Some of the hottest housing markets are falling the hardest



“Rising prices and mortgage rates have priced out some potential buyers while causing others to conclude that waiting to buy could pay off, especially as listings rise,” said Andrew LePage, a CoreLogic analyst. “For the past three months, sales have fallen year over year in all six counties and, in the last two months, across most major price categories including above $1 million.”

Mortgage rates rose sharply in September, and by October, the average rate on the 30-year fixed was more than a full percentage point higher than a year ago. With home prices already overheated in many major markets, higher rates broke the bank for most buyers.

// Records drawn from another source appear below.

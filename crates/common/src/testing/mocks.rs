//! Mock implementations of common traits
//!
//! Provides mock token providers and session refreshers for testing purposes.

// Allow missing error/panic docs for test mocks - they are designed to be simple
// and errors are clearly indicated by their return types
#![allow(clippy::missing_errors_doc)]
#![allow(clippy::missing_panics_doc)]

use std::sync::atomic::{AtomicUsize, Ordering};
use std::sync::Arc;
use std::time::Duration;

use async_trait::async_trait;
use parking_lot::Mutex;

use crate::auth::{AccessTokenProvider, Session, SessionRefresher, TokenError};

/// Token provider that always returns the same token
///
/// # Examples
///
/// ```
/// # tokio_test::block_on(async {
/// use partnerhub_common::auth::AccessTokenProvider;
/// use partnerhub_common::testing::StaticTokenProvider;
///
/// let provider = StaticTokenProvider::new("test-token");
/// assert_eq!(provider.access_token().await.unwrap(), "test-token");
/// assert_eq!(provider.calls(), 1);
/// # });
/// ```
#[derive(Debug, Clone)]
pub struct StaticTokenProvider {
    token: String,
    calls: Arc<AtomicUsize>,
}

impl StaticTokenProvider {
    pub fn new(token: impl Into<String>) -> Self {
        Self { token: token.into(), calls: Arc::new(AtomicUsize::new(0)) }
    }

    /// Number of times a token was requested
    pub fn calls(&self) -> usize {
        self.calls.load(Ordering::SeqCst)
    }
}

#[async_trait]
impl AccessTokenProvider for StaticTokenProvider {
    async fn access_token(&self) -> Result<String, TokenError> {
        self.calls.fetch_add(1, Ordering::SeqCst);
        Ok(self.token.clone())
    }
}

/// Token provider that always fails
#[derive(Debug, Clone)]
pub struct FailingTokenProvider {
    error: TokenError,
}

impl FailingTokenProvider {
    pub fn new(error: TokenError) -> Self {
        Self { error }
    }

    pub fn not_authenticated() -> Self {
        Self::new(TokenError::NotAuthenticated)
    }
}

#[async_trait]
impl AccessTokenProvider for FailingTokenProvider {
    async fn access_token(&self) -> Result<String, TokenError> {
        Err(self.error.clone())
    }
}

/// Token provider that hands out tokens from a list, repeating the last one
///
/// Simulates rotation between attempts.
#[derive(Debug, Clone)]
pub struct RotatingTokenProvider {
    tokens: Arc<Vec<String>>,
    calls: Arc<AtomicUsize>,
}

impl RotatingTokenProvider {
    pub fn new(tokens: &[&str]) -> Self {
        Self {
            tokens: Arc::new(tokens.iter().map(|t| (*t).to_string()).collect()),
            calls: Arc::new(AtomicUsize::new(0)),
        }
    }
}

#[async_trait]
impl AccessTokenProvider for RotatingTokenProvider {
    async fn access_token(&self) -> Result<String, TokenError> {
        let index = self.calls.fetch_add(1, Ordering::SeqCst);
        self.tokens
            .get(index)
            .or_else(|| self.tokens.last())
            .cloned()
            .ok_or(TokenError::NotAuthenticated)
    }
}

#[derive(Debug, Clone)]
enum RefreshScript {
    Succeed(String),
    Revoke,
    Fail(String),
}

/// Session refresher with a fixed outcome, a call counter and optional delay
#[derive(Debug, Clone)]
pub struct ScriptedRefresher {
    script: RefreshScript,
    delay: Arc<Mutex<Option<Duration>>>,
    calls: Arc<AtomicUsize>,
}

impl ScriptedRefresher {
    /// Every refresh returns a one-hour session with `access_token`
    pub fn succeeding(access_token: impl Into<String>) -> Self {
        Self::with_script(RefreshScript::Succeed(access_token.into()))
    }

    /// Every refresh is rejected as revoked
    pub fn revoking() -> Self {
        Self::with_script(RefreshScript::Revoke)
    }

    /// Every refresh fails transiently
    pub fn failing(reason: impl Into<String>) -> Self {
        Self::with_script(RefreshScript::Fail(reason.into()))
    }

    fn with_script(script: RefreshScript) -> Self {
        Self { script, delay: Arc::new(Mutex::new(None)), calls: Arc::new(AtomicUsize::new(0)) }
    }

    /// Sleep before answering, to widen race windows in tests
    pub fn with_delay(self, delay: Duration) -> Self {
        *self.delay.lock() = Some(delay);
        self
    }

    /// Shared counter of refresh calls
    pub fn call_counter(&self) -> Arc<AtomicUsize> {
        Arc::clone(&self.calls)
    }
}

#[async_trait]
impl SessionRefresher for ScriptedRefresher {
    async fn refresh(&self, refresh_token: &str) -> Result<Session, TokenError> {
        self.calls.fetch_add(1, Ordering::SeqCst);
        let delay = *self.delay.lock();
        if let Some(delay) = delay {
            tokio::time::sleep(delay).await;
        }
        match &self.script {
            RefreshScript::Succeed(token) => {
                Ok(Session::new(token.clone(), Some(format!("{refresh_token}-next")), 3600))
            }
            RefreshScript::Revoke => Err(TokenError::SessionRevoked("invalid_grant".into())),
            RefreshScript::Fail(reason) => Err(TokenError::RefreshFailed(reason.clone())),
        }
    }
}
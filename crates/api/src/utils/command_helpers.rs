//! Command execution helpers
//!
//! Every command body runs through [`execute_command`] so timing and
//! outcome logging stay identical across modules.

use std::future::Future;
use std::time::Instant;

use partnerhub_domain::Result as DomainResult;

use crate::utils::logging::log_command_execution;

/// Execute a command with automatic timing and logging
///
/// # Example
///
/// ```rust,ignore
/// pub async fn my_command(ctx: &AppContext) -> Result<MyResponse> {
///     execute_command("my_module::my_command", || async {
///         ctx.some_service.do_something().await
///     })
///     .await
/// }
/// ```
pub async fn execute_command<F, Fut, T>(command_name: &str, command_fn: F) -> DomainResult<T>
where
    F: FnOnce() -> Fut,
    Fut: Future<Output = DomainResult<T>>,
{
    let start = Instant::now();

    let result = command_fn().await;

    log_command_execution(command_name, start.elapsed(), result.as_ref().err());
    result
}
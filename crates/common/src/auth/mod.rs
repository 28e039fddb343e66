//! Session token management
//!
//! Hands out bearer tokens for outgoing requests and keeps the session
//! fresh.
//!
//! # Architecture
//!
//! ```text
//! ┌─────────────────┐
//! │  TokenManager   │  AccessTokenProvider implementation
//! └────────┬────────┘
//!          │
//!          ├──► SessionRefresher   (auth service refresh grant)
//!          └──► SessionStore       (where the session is persisted)
//! ```
//!
//! The manager guarantees that concurrent callers observing an expired
//! token share one refresh operation.

pub mod store;
pub mod token_manager;
pub mod traits;
pub mod types;

pub use store::MemorySessionStore;
pub use token_manager::TokenManager;
pub use traits::{AccessTokenProvider, SessionRefresher, SessionStore};
pub use types::{Session, TokenError};
//! Port interface for agent records

use async_trait::async_trait;
use partnerhub_domain::{Agent, AgentDecision, AgentFilters, ApiResponse, PageRequest, Result};

use crate::scope::RequestScope;

#[async_trait]
pub trait AgentsPort: Send + Sync {
    async fn list(
        &self,
        filters: &AgentFilters,
        page: PageRequest,
        scope: &RequestScope,
    ) -> Result<ApiResponse<Agent>>;

    /// Approve or reject a pending agent, returning the updated record
    async fn decide(
        &self,
        id: &str,
        decision: &AgentDecision,
        scope: &RequestScope,
    ) -> Result<Agent>;
}
use std::time::Duration;

use partnerhub_domain::PartnerHubError;
use tracing::{info, warn};
use tracing_subscriber::EnvFilter;

/// Default filter when `RUST_LOG` is unset
const DEFAULT_DIRECTIVES: &str = "info,partnerhub=debug";

/// Output format of the global subscriber
#[derive(Debug, Clone, Copy, PartialEq, Eq, Default)]
pub enum LogFormat {
    #[default]
    Pretty,
    Json,
}

impl LogFormat {
    /// `json` selects JSON lines, anything else the human-readable format
    pub fn from_env_value(value: &str) -> Self {
        if value.trim().eq_ignore_ascii_case("json") {
            Self::Json
        } else {
            Self::Pretty
        }
    }
}

/// Install the global `tracing` subscriber.
///
/// The filter comes from `RUST_LOG` and falls back to
/// [`DEFAULT_DIRECTIVES`]. Returns `false` if a subscriber was already
/// installed (tests, or a host shell that configured its own).
pub fn init_tracing(format: LogFormat) -> bool {
    let filter =
        EnvFilter::try_from_default_env().unwrap_or_else(|_| EnvFilter::new(DEFAULT_DIRECTIVES));
    let builder = tracing_subscriber::fmt().with_env_filter(filter).with_target(true);

    let installed = match format {
        LogFormat::Pretty => builder.try_init(),
        LogFormat::Json => builder.json().try_init(),
    };
    installed.is_ok()
}

/// Log the outcome of a command execution with structured fields.
///
/// # Parameters
/// * `command` - Logical command identifier (e.g. `"organizations::list"`).
/// * `elapsed` - Duration the command execution took.
/// * `error` - The failure, if the command failed.
///
/// Callers must avoid forwarding sensitive values in `command`.
#[inline]
pub fn log_command_execution(command: &str, elapsed: Duration, error: Option<&PartnerHubError>) {
    let duration_ms = elapsed.as_millis() as u64;

    match error {
        None => info!(command, duration_ms, "command_execution_success"),
        Some(err) if err.is_cancelled() => {
            let error_type = error_label(err);
            info!(command, duration_ms, error_type, "command_execution_cancelled");
        }
        Some(err) => warn!(
            command,
            duration_ms,
            error_type = error_label(err),
            error = %err,
            "command_execution_failure"
        ),
    }
}

/// Convert a `PartnerHubError` into a stable label suitable for logging.
#[inline]
pub fn error_label(error: &PartnerHubError) -> &'static str {
    match error {
        PartnerHubError::Config(_) => "config",
        PartnerHubError::InvalidInput(_) => "invalid_input",
        PartnerHubError::InvalidResponse(_) => "invalid_response",
        other => other.category().label(),
    }
}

Rates fell back again in November, but were still higher than a year ago. The drop did little to boost sales. Mortgage applications to buy a newly built home actually fell 11 percent year-over-year in November, according to the Mortgage Bankers Association, despite the rate relief.

And after one of the worst housing shortages in memory, supply is slowly starting to rise. Housing inventory in the large metropolitan markets Redfin tracks was up 5 percent in November annually, the largest supply boost in three years. Of course all real estate is local, and some markets are filling with listings faster than others.

Inventory jumped in formerly hot markets like San Jose (+123 percent), Seattle (+96.5 percent) and Oakland (+60 percent) but other markets are still seeing drops, like Philadelphia (-24 percent and New Orleans (-19 percent).